Minneapolis Star Tribune, August 3, 2016, “Readers Write”

I am watching closely how much health insurance companies decide to raise premiums for 2017 (“Blue Cross retreat prompts re-evaluation by insurance competitors,” July 29). Our daughter is one of the 103,000 Minnesotans who will lose their Blue Cross and Blue Shield (BCBS) coverage next year.

My daughter is also one of the patients all insurance companies are trying to avoid. In 2014, she was diagnosed with glioblastoma, a deadly brain cancer. When she was no longer able to continue her job teaching middle school, her insurance through her employer ended and she purchased an individual plan from BCBS.

Before the Affordable Care Act, insurance companies could deny coverage to people with preexisting conditions. Our daughter and others like her would have been left without health insurance. Now BCBS accomplishes the same thing by leaving the whole individual market. For a “nonprofit” insurer, this sounds a lot like what a for-profit corporation might do to increase profits by lopping off an underperforming segment of its operation.

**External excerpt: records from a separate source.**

//! Training configuration
//!
//! `TrainingConfig` can only be obtained through [`TrainingConfigBuilder::build`]
//! or from a JSON options file, both of which validate every field.

use serde::{Deserialize, Serialize};
use std::path::Path;

use crate::models::{EvaluationMetrics, FitParams, ModelKind, QualityVerdict};
use crate::{DecisionServiceError, Result};

/// Minimum quality an artifact must reach to be activated.
#[derive(Debug, Clone, Copy, PartialEq, Serialize, Deserialize)]
#[serde(default)]
pub struct QualityFloor {
    /// Lowest acceptable validation accuracy for classifiers
    /// Default: 0.55
    pub min_accuracy: f64,

    /// Highest acceptable validation RMSE (points) for regressors
    /// Default: 3.0
    pub max_rmse: f64,
}

impl Default for QualityFloor {
    fn default() -> Self {
        Self {
            min_accuracy: 0.55,
            max_rmse: 3.0,
        }
    }
}

impl QualityFloor {
    pub fn judge(&self, metrics: &EvaluationMetrics) -> QualityVerdict {
        match metrics {
            EvaluationMetrics::Classification(m) => QualityVerdict::new(
                m.accuracy >= self.min_accuracy,
                format!("accuracy >= {}", self.min_accuracy),
                self.min_accuracy,
            ),
            EvaluationMetrics::Regression(m) => QualityVerdict::new(
                m.rmse <= self.max_rmse,
                format!("rmse <= {}", self.max_rmse),
                self.max_rmse,
            ),
        }
    }
}

/// Validated training configuration.
#[derive(Debug, Clone, PartialEq)]
pub struct TrainingConfig {
    model_kind: ModelKind,
    model_name: String,
    validation_split: f64,
    min_examples: usize,
    epochs: usize,
    learning_rate: f64,
    l2: f64,
    quality_floor: QualityFloor,
    split_seed: u64,
}

impl TrainingConfig {
    pub fn builder(model_kind: ModelKind) -> TrainingConfigBuilder {
        TrainingConfigBuilder::new(model_kind)
    }

    /// Load a JSON options file; absent fields take their defaults.
    pub fn from_json_file(path: impl AsRef<Path>) -> Result<Self> {
        let raw = std::fs::read_to_string(path.as_ref())?;
        let options: TrainingOptions = serde_json::from_str(&raw).map_err(|e| {
            DecisionServiceError::InvalidConfig(format!("{}: {}", path.as_ref().display(), e))
        })?;
        Self::try_from(options)
    }

    pub fn model_kind(&self) -> ModelKind {
        self.model_kind
    }

    /// Registry name the trained artifact is published under
    pub fn model_name(&self) -> &str {
        &self.model_name
    }

    pub fn validation_split(&self) -> f64 {
        self.validation_split
    }

    pub fn min_examples(&self) -> usize {
        self.min_examples
    }

    pub fn fit_params(&self) -> FitParams {
        FitParams {
            epochs: self.epochs,
            learning_rate: self.learning_rate,
            l2: self.l2,
        }
    }

    pub fn quality_floor(&self) -> &QualityFloor {
        &self.quality_floor
    }

    pub fn split_seed(&self) -> u64 {
        self.split_seed
    }
}

// ============================================================================
// BUILDER
// ============================================================================

#[derive(Debug, Clone)]
pub struct TrainingConfigBuilder {
    options: TrainingOptions,
}

impl TrainingConfigBuilder {
    pub fn new(model_kind: ModelKind) -> Self {
        Self {
            options: TrainingOptions {
                model_kind,
                ..TrainingOptions::default()
            },
        }
    }

    pub fn model_name(mut self, name: impl Into<String>) -> Self {
        self.options.model_name = Some(name.into());
        self
    }

    pub fn validation_split(mut self, split: f64) -> Self {
        self.options.validation_split = split;
        self
    }

    pub fn min_examples(mut self, min: usize) -> Self {
        self.options.min_examples = min;
        self
    }

    pub fn epochs(mut self, epochs: usize) -> Self {
        self.options.epochs = epochs;
        self
    }

    pub fn learning_rate(mut self, lr: f64) -> Self {
        self.options.learning_rate = lr;
        self
    }

    pub fn l2(mut self, l2: f64) -> Self {
        self.options.l2 = l2;
        self
    }

    pub fn quality_floor(mut self, floor: QualityFloor) -> Self {
        self.options.quality_floor = floor;
        self
    }

    pub fn split_seed(mut self, seed: u64) -> Self {
        self.options.split_seed = seed;
        self
    }

    pub fn build(self) -> Result<TrainingConfig> {
        TrainingConfig::try_from(self.options)
    }
}

// ============================================================================
// JSON OPTIONS
// ============================================================================

/// Serialized form of a training configuration.
#[derive(Debug, Clone, Serialize, Deserialize)]
#[serde(default)]
pub struct TrainingOptions {
    /// Default: decision-classifier
    pub model_kind: ModelKind,
    /// Default: the kind's default registry name
    pub model_name: Option<String>,
    /// Share of examples held out for validation, in (0, 1)
    /// Default: 0.2
    pub validation_split: f64,
    /// Default: 200
    pub min_examples: usize,
    /// Gradient descent epochs (classifier only)
    /// Default: 400
    pub epochs: usize,
    /// Default: 0.5
    pub learning_rate: f64,
    /// Default: 1e-4
    pub l2: f64,
    pub quality_floor: QualityFloor,
    /// Default: 42
    pub split_seed: u64,
}

impl Default for TrainingOptions {
    fn default() -> Self {
        Self {
            model_kind: ModelKind::DecisionClassifier,
            model_name: None,
            validation_split: 0.2,
            min_examples: 200,
            epochs: 400,
            learning_rate: 0.5,
            l2: 1e-4,
            quality_floor: QualityFloor::default(),
            split_seed: 42,
        }
    }
}

fn invalid(msg: String) -> DecisionServiceError {
    DecisionServiceError::InvalidConfig(msg)
}

impl TryFrom<TrainingOptions> for TrainingConfig {
    type Error = DecisionServiceError;

    fn try_from(o: TrainingOptions) -> Result<Self> {
        if !(o.validation_split > 0.0 && o.validation_split < 1.0) {
            return Err(invalid(format!(
                "validation_split must be in (0, 1), got {}",
                o.validation_split
            )));
        }
        if o.min_examples < 2 {
            return Err(invalid(format!(
                "min_examples must be at least 2, got {}",
                o.min_examples
            )));
        }
        if o.epochs == 0 {
            return Err(invalid("epochs must be positive".to_string()));
        }
        if !(o.learning_rate.is_finite() && o.learning_rate > 0.0) {
            return Err(invalid(format!(
                "learning_rate must be positive, got {}",
                o.learning_rate
            )));
        }
        if !(o.l2.is_finite() && o.l2 >= 0.0) {
            return Err(invalid(format!("l2 must be non-negative, got {}", o.l2)));
        }
        let floor = o.quality_floor;
        if !(0.0..=1.0).contains(&floor.min_accuracy) {
            return Err(invalid(format!(
                "quality_floor.min_accuracy must be in [0, 1], got {}",
                floor.min_accuracy
            )));
        }
        if !(floor.max_rmse.is_finite() && floor.max_rmse > 0.0) {
            return Err(invalid(format!(
                "quality_floor.max_rmse must be positive, got {}",
                floor.max_rmse
            )));
        }
        let model_name = match o.model_name {
            Some(name) if name.trim().is_empty() => {
                return Err(invalid("model_name must not be empty".to_string()))
            }
            Some(name) => name,
            None => o.model_kind.default_model_name().to_string(),
        };

        Ok(TrainingConfig {
            model_kind: o.model_kind,
            model_name,
            validation_split: o.validation_split,
            min_examples: o.min_examples,
            epochs: o.epochs,
            learning_rate: o.learning_rate,
            l2: o.l2,
            quality_floor: floor,
            split_seed: o.split_seed,
        })
    }
}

Cancer treatment is expensive. While it took many months, our daughter is back — her personality, her ability to participate in the community and her opportunity to do some traveling before the tumor starts to grow again.

It is important that everyone has access to health care when they need it. There will come a time when we or someone we love will need expensive medical care. If insurance companies are allowed to cover only those they can profit from, we will all suffer.

Richard Blake, Grand Rapids, Minn.

The writer is a member of the Grand Rapids City Council.